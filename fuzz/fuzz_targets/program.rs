#![no_main]

use libfuzzer_sys::fuzz_target;
use valnum::{lvn::LocalValueNumbering, text::parse_program};

fuzz_target!(|data: &[u8]| {
    let Ok(source) = std::str::from_utf8(data) else {
        return;
    };
    if let Ok(statements) = parse_program(source) {
        let translation = LocalValueNumbering::default().run(statements.clone());
        assert!(translation.statements().len() <= statements.len() * 2);
    }
});
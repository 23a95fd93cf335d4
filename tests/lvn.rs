//! Local value numbering integration tests.
//!
//! These tests drive the public API end to end:
//! 1. Parse a block with `parse_program`
//! 2. Run `LocalValueNumbering` (or the `Engine` statement by statement)
//! 3. Check the rendered output, the used set and the recorded events

use std::collections::HashSet;

use valnum::{
    ir::{Ident, Op, Statement},
    lvn::{
        eliminate_dead_copies, Engine, EventKind, ExprKey, LocalValueNumbering, LvnConfig,
        Resolution, ValueKey,
    },
    text::{parse_program, read_program, render_program, write_program},
    Error, Result,
};

/// Parse, number and clean up a block, returning the rendered lines.
fn optimize(source: &str) -> Result<Vec<String>> {
    let block = parse_program(source)?;
    let translation = LocalValueNumbering::default().run(block);
    Ok(translation
        .statements()
        .iter()
        .map(ToString::to_string)
        .collect())
}

fn id(name: &str) -> Ident {
    Ident::new(name).expect("valid identifier")
}

#[test]
fn test_key_symmetry() {
    for op in [Op::Add, Op::Mul] {
        assert_eq!(
            ExprKey::new(op, id("a"), id("b")),
            ExprKey::new(op, id("b"), id("a")),
            "{op} should be commutative"
        );
    }
    for op in [Op::Sub, Op::Div] {
        assert_ne!(
            ExprKey::new(op, id("a"), id("b")),
            ExprKey::new(op, id("b"), id("a")),
            "{op} should NOT be commutative"
        );
    }
}

#[test]
fn test_end_to_end_scenario() -> Result<()> {
    let out = optimize(
        "x := a + b
         y := a + b
         a := c + d
         z := a + b",
    )?;

    assert_eq!(
        out,
        [
            "x := a + b",
            "%v1 := x",
            "y := %v1 // Replaced a+b with %v1",
            "a := c + d",
            "z := a + b",
        ]
    );
    Ok(())
}

#[test]
fn test_redundancy_marks_value_used() -> Result<()> {
    let block = parse_program("t1 := a + b\nt2 := a + b\n")?;
    let mut engine = Engine::new();
    let emitted = engine.process_all(block);

    assert_eq!(emitted.len(), 3);
    assert_eq!(emitted[2].operator(), None);
    assert_eq!(emitted[2].operand1(), &Ident::value_number(1));
    assert!(engine.used().contains(&Ident::value_number(1)));
    Ok(())
}

#[test]
fn test_kill_on_reassignment_allocates_fresh_value() -> Result<()> {
    let block = parse_program("t1 := a + b\na := c + d\nt2 := a + b\n")?;
    let mut engine = Engine::new();
    let emitted = engine.process_all(block);

    assert!(engine.used().is_empty());
    assert_eq!(engine.values_allocated(), 3);
    assert_eq!(emitted[4].to_string(), "t2 := a + b");
    assert_eq!(emitted[5].to_string(), "%v3 := t2");
    assert_eq!(
        engine.lookup(&ValueKey::Expr(ExprKey::new(Op::Add, id("a"), id("b")))),
        None
    );
    Ok(())
}

#[test]
fn test_non_commutative_distinctness() -> Result<()> {
    assert_eq!(optimize("p := a - b\nq := b - a\n")?, ["p := a - b", "q := b - a"]);
    assert_eq!(optimize("p := a / b\nq := b / a\n")?, ["p := a / b", "q := b / a"]);
    Ok(())
}

#[test]
fn test_dead_copies_absent_from_output() -> Result<()> {
    let out = optimize("x := a * b\ny := c - d\nz := b * a\n")?;

    assert_eq!(
        out,
        [
            "x := a * b",
            "%v1 := x",
            "y := c - d",
            "z := %v1 // Replaced a*b with %v1",
        ]
    );
    Ok(())
}

#[test]
fn test_order_preserved_for_untouched_statements() -> Result<()> {
    let source = "s1 := a + b\ns2 := c * d\ns3 := e - f\ns4 := g / h\n";
    let out = optimize(source)?;
    assert_eq!(out, ["s1 := a + b", "s2 := c * d", "s3 := e - f", "s4 := g / h"]);
    Ok(())
}

#[test]
fn test_chained_reuse() -> Result<()> {
    // t3 and t5 both compute (a+b)*(a+b) through different names
    let out = optimize(
        "t1 := a + b
         t2 := b + a
         t3 := t1 * t2
         t4 := a + b
         t5 := t4 * t1
         t6 := t5 - t3",
    )?;

    assert_eq!(
        out,
        [
            "t1 := a + b",
            "%v1 := t1",
            "t2 := %v1 // Replaced a+b with %v1",
            "t3 := t1 * t2",
            "%v2 := t3",
            "t4 := %v1 // Replaced a+b with %v1",
            "t5 := %v2 // Replaced %v1*%v1 with %v2",
            "t6 := t5 - t3",
        ]
    );
    Ok(())
}

#[test]
fn test_reassigned_result_is_rebound() -> Result<()> {
    let out = optimize(
        "x := a + b
         x := c + d
         y := x + e
         z := c + d
         w := z + e",
    )?;

    // x now holds c+d, so z reuses x's value and w reuses y's
    assert_eq!(out[5], "z := %v2 // Replaced c+d with %v2");
    assert_eq!(out[6], "w := %v3 // Replaced %v2+e with %v3");
    Ok(())
}

#[test]
fn test_statement_by_statement_matches_driver() -> Result<()> {
    let source = "x := a + b\ny := a + b\na := c + d\nz := a + b\n";

    let mut engine = Engine::new();
    let mut emitted = Vec::new();
    for statement in parse_program(source)? {
        emitted.extend(engine.process(statement));
    }
    let used: HashSet<Ident> = engine.used().clone();
    let manual = eliminate_dead_copies(emitted, &used);

    let driven = LocalValueNumbering::default().run(parse_program(source)?);
    assert_eq!(manual, driven.statements());
    Ok(())
}

#[test]
fn test_copy_input_tracks_source() -> Result<()> {
    let mut engine = Engine::new();
    engine.process(Statement::copy(id("c"), id("a")));
    assert_eq!(engine.resolve(&id("c")), Resolution::Bound(id("a")));

    engine.process(Statement::binary(id("t"), Op::Add, id("c"), id("b")));
    let same = engine.process(Statement::binary(id("u"), Op::Add, id("a"), id("b")));
    assert_eq!(same.statement().operand1(), &Ident::value_number(1));

    engine.process(Statement::binary(id("a"), Op::Mul, id("x"), id("y")));
    assert_eq!(engine.resolve(&id("c")), Resolution::Detached);
    Ok(())
}

#[test]
fn test_declared_inputs() -> Result<()> {
    let pass = LocalValueNumbering::new(LvnConfig::default().declared_inputs([id("a"), id("b")]));
    let translation = pass.run(parse_program("x := a + b\ny := x * k\nz := q - a\n")?);

    assert_eq!(translation.inputs(), [id("a"), id("b"), id("k"), id("q")]);
    assert_eq!(translation.undeclared(), [id("k"), id("q")]);
    assert_eq!(translation.events().count(EventKind::UndeclaredInput), 2);
    Ok(())
}

#[test]
fn test_malformed_input_never_reaches_engine() {
    let err = parse_program("x := a + b\ny := a ? b\n").unwrap_err();
    match err {
        Error::MalformedStatement { line, text, .. } => {
            assert_eq!(line, 2);
            assert_eq!(text, "y := a ? b");
        }
        other => panic!("Expected MalformedStatement, got {other:?}"),
    }
}

#[test]
fn test_file_pipeline() -> Result<()> {
    let dir = tempfile::tempdir()?;
    let input = dir.path().join("block.tac");
    let output = dir.path().join("block.tac_vno");
    std::fs::write(&input, "m := p * q\n\nn := q * p\n")?;

    let translation = LocalValueNumbering::default().run(read_program(&input)?);
    write_program(&output, translation.statements())?;

    assert_eq!(
        std::fs::read_to_string(&output)?,
        render_program(translation.statements())
    );
    assert_eq!(
        std::fs::read_to_string(&output)?,
        "m := p * q\n%v1 := m\nn := %v1 // Replaced p*q with %v1\n"
    );
    Ok(())
}

#[test]
fn test_rerun_keeps_every_value_defined() -> Result<()> {
    let pass = LocalValueNumbering::default();
    let source = "x := a + b\ny := a + b\na := c + d\nz := a + b\nw := y * x\nv := x * y\n";

    let once = pass.run(parse_program(source)?).into_statements();
    let twice = pass.run(once.clone()).into_statements();

    let mut defined = HashSet::new();
    for statement in &twice {
        for operand in statement.operands() {
            if operand.is_value_number() {
                assert!(defined.contains(operand), "{operand} read before definition");
            }
        }
        defined.insert(statement.result().clone());
    }
    assert_eq!(render_program(&twice), render_program(&once));
    Ok(())
}
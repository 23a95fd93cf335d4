use comfy_table::{presets, CellAlignment, ContentArrangement, Table};
use serde::Serialize;

use crate::app::GlobalOptions;

/// Print `data` as JSON (if `--json`) or call `display_fn` for human-readable output.
pub fn print_output<T: Serialize>(
    data: &T,
    opts: &GlobalOptions,
    display_fn: impl FnOnce(&T),
) -> anyhow::Result<()> {
    if opts.json {
        let json = serde_json::to_string_pretty(data)?;
        println!("{json}");
    } else {
        display_fn(data);
    }
    Ok(())
}

/// Column alignment for tabular output.
#[derive(Clone, Copy)]
pub enum Align {
    Left,
    Right,
}

/// Borderless, whitespace-aligned table on stderr, used for statement listings and event
/// traces so stdout stays reserved for the program text.
pub struct TabWriter {
    table: Table,
    indent: String,
}

impl TabWriter {
    /// Create a table with the given `(header, alignment)` columns.
    pub fn new(columns: &[(&str, Align)]) -> Self {
        let mut table = Table::new();
        table
            .load_preset(presets::NOTHING)
            .set_content_arrangement(ContentArrangement::Dynamic)
            .set_header(columns.iter().map(|(name, _)| *name));

        // 2-space gap between columns, none at the edges
        let last = columns.len().saturating_sub(1);
        for (i, (_, align)) in columns.iter().enumerate() {
            if let Some(col) = table.column_mut(i) {
                col.set_cell_alignment(match align {
                    Align::Left => CellAlignment::Left,
                    Align::Right => CellAlignment::Right,
                });
                col.set_padding((u16::from(i != 0), u16::from(i != last)));
            }
        }

        Self {
            table,
            indent: String::new(),
        }
    }

    /// Set the indent prefix for every line.
    pub fn indent(mut self, prefix: &str) -> Self {
        self.indent = prefix.to_string();
        self
    }

    /// Add a row. Values are given in column order.
    pub fn row(&mut self, values: Vec<String>) {
        self.table.add_row(values);
    }

    /// Render the table as lines, trailing whitespace trimmed.
    pub fn lines(&self) -> Vec<String> {
        self.table
            .to_string()
            .lines()
            .map(|line| format!("{}{}", self.indent, line.trim_end()))
            .collect()
    }

    /// Print the table to stderr.
    pub fn eprint(&self) {
        for line in self.lines() {
            eprintln!("{line}");
        }
    }
}

#[cfg(test)]
mod tests {
    use super::*;

    #[test]
    fn test_tabwriter_aligns_columns() {
        let mut table = TabWriter::new(&[("#", Align::Right), ("Statement", Align::Left)]).indent("  ");
        table.row(vec!["1".to_string(), "x := a + b".to_string()]);
        table.row(vec!["10".to_string(), "y := x".to_string()]);

        let lines = table.lines();
        assert_eq!(lines.len(), 3);
        assert!(lines.iter().all(|l| l.starts_with("  ")));
        assert!(lines[0].contains("Statement"));
        assert!(lines[2].ends_with("y := x"));
    }
}
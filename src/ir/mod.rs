//! Three-address intermediate representation.
//!
//! A basic block is a `Vec<Statement>`; each [`Statement`] assigns one [`Ident`] either the
//! result of a binary [`Op`] over two identifiers or a copy of one identifier:
//!
//! ```text
//! x := a + b
//! y := x * c
//! z := y        (copy, produced by value numbering)
//! ```
//!
//! There are no constants, no types and no control flow in this form.

mod ident;
mod op;
mod statement;

pub use ident::{is_ident_char, Ident, VALUE_PREFIX};
pub use op::Op;
pub use statement::{Rhs, Statement};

-- -- --

■ The task:
Return a copy of each line in the entries that contains "MalformedStatement".

■ Exercise result:
        Error::MalformedStatement { line, text, .. } => {
        other => panic!("Expected MalformedStatement, got {other:?}"),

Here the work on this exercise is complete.